Czy ktoś miał taką sytuację: zarządca nie chce potwierdzić wniosku bo wnioskodawca mu zalega, ale ostatni miesiąc opłacił i ma na to dokumenty potwierdzające. Czy w związku z tym można przyjąć wniosek bez udziału zarządcy. Są udokumentowane wydatki, powierzchnia - akt notarialny. Czy się bez zarządcy nie da?
W pierwszym rzędzie trzeba przekonać zarządcę, że nie ma racji i powinien potwierdzić wniosek (chyba że są jakieś nie uregulowane zaległości z okresu dodatku). Toż to przecież w jego interesie!!!
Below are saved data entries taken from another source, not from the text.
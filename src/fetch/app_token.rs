use super::HttpClient;
use async_trait::async_trait;
use reqwest::header::{HeaderName, HeaderValue};
use tracing::warn;

/// Header Socrata reads application tokens from.
pub const APP_TOKEN_HEADER: HeaderName = HeaderName::from_static("x-app-token");

/// An [`HttpClient`] wrapper that sends a Socrata application token.
///
/// Requests go through unchanged when no token is configured, since the
/// open-data endpoints also serve anonymous (throttled) traffic.
pub struct AppToken<C> {
    inner: C,
    token: Option<HeaderValue>,
}

impl<C> AppToken<C> {
    pub fn new(inner: C, token: Option<String>) -> Self {
        let token = token
            .filter(|t| !t.trim().is_empty())
            .and_then(|t| match HeaderValue::from_str(t.trim()) {
                Ok(mut value) => {
                    value.set_sensitive(true);
                    Some(value)
                }
                Err(_) => {
                    warn!("App token is not a valid header value, sending requests without it");
                    None
                }
            });
        Self { inner, token }
    }

    pub fn has_token(&self) -> bool {
        self.token.is_some()
    }

    fn apply(&self, req: &mut reqwest::Request) {
        if let Some(token) = &self.token {
            req.headers_mut().insert(APP_TOKEN_HEADER, token.clone());
        }
    }
}

#[async_trait]
impl<C: HttpClient> HttpClient for AppToken<C> {
    async fn execute(&self, mut req: reqwest::Request) -> reqwest::Result<reqwest::Response> {
        self.apply(&mut req);
        self.inner.execute(req).await
    }
}
use crate::analyzers::aggregate::aggregate_calls;
use crate::analyzers::types::ResponseTimes;
use crate::extract::call_records::read_call_records;
use crate::output::write_json;
use crate::period::Period;
use anyhow::Result;
use std::path::PathBuf;
use tracing::{info, warn};

/// The call-record aggregation as a self-contained job: one input file,
/// one output file, and a structured result.
#[derive(Debug, Clone)]
pub struct AggregationJob {
    pub input: PathBuf,
    pub output: PathBuf,
    pub floor: Period,
}

/// Result of an [`AggregationJob`] run.
#[derive(Debug)]
pub enum JobOutcome {
    /// The artifact was computed and written.
    Written { months: usize, calls: u64 },
    /// The artifact already existed and was left untouched.
    SkippedExisting,
    /// The input file does not exist; nothing was written.
    MissingInput,
    /// Reading or aggregating failed; nothing was written.
    Failed { error: anyhow::Error },
}

impl AggregationJob {
    pub fn new(input: impl Into<PathBuf>, output: impl Into<PathBuf>, floor: Period) -> Self {
        Self {
            input: input.into(),
            output: output.into(),
            floor,
        }
    }

    /// Runs the job. The artifact is computed at most once: an existing
    /// output is never recomputed.
    pub fn run(&self) -> JobOutcome {
        if !self.input.exists() {
            return JobOutcome::MissingInput;
        }
        if self.output.exists() {
            info!(path = %self.output.display(), "Aggregate already exists, skipping");
            return JobOutcome::SkippedExisting;
        }

        match self.compute().and_then(|bundle| {
            write_json(&self.output, &bundle)?;
            Ok(bundle)
        }) {
            Ok(bundle) => JobOutcome::Written {
                months: bundle.monthly.len(),
                calls: bundle.summary.total_calls,
            },
            Err(error) => {
                warn!(input = %self.input.display(), error = %error, "Aggregation failed");
                JobOutcome::Failed { error }
            }
        }
    }

    fn compute(&self) -> Result<ResponseTimes> {
        let records = read_call_records(&self.input)?;
        info!(records = records.len(), "Aggregating call records");
        Ok(aggregate_calls(&records, self.floor))
    }
}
Zaległości nie powstały w trakcie pobierania dodatku mieszkaniowego, ani nie było wstrzymania dodatku z tego powodu. Po prostu Panowie zarządca i wnioskodawca pokłócili się. Rozmawiałam z zarządcą, który powiedział że najpierw chce zawrzeć ugodę na spłatę wcześniejszych długów, a wnioskodawca nie chce do niego iść. Tłumaczyłam jednemu i drugiemu. Zostałam z wnioskiem dobrze wypełnionym przez wnioskodawce, i tak jak pisałam wcześniej wydatki udokumentowane, jednak bez potwierdzenia zarządcy. Zastanawiam się nad wysłaniem wniosku sama do zarządcy żeby go potwierdził ale to chyba nie moja broszka. Jednak wmieszał się w to już burmistrz i jeżeli zostawię wniosek bez rozpatrzenia to szybciej ja za to poniosę konsekwencje niż inni. Rozpatrzylibyście taki wniosek, czy nie?
Ja TAK, ale nie od razu.
Mam nowatorski pomysł i proponuję kolejno zadziałać tak:
1) sprawdzi, czy wychodzi dodatek
2) jeśli tak, to ponownie spróbować udobruchać zarządcę, bo wątpliwe są jego metody
3) jeśli się to nie uda, to kopię wniosku wysłać do zarządcy w celu potwierdzenia danych tam zawartych, przy czym zastrzec, że brak odpowiedzi np. w ciągu 7 dni gmina potraktuje cały wniosek jako potwierdzony; warto też pouczyć o odpowiedzialności karnej i nie zapomnieć o pokwitowaniu.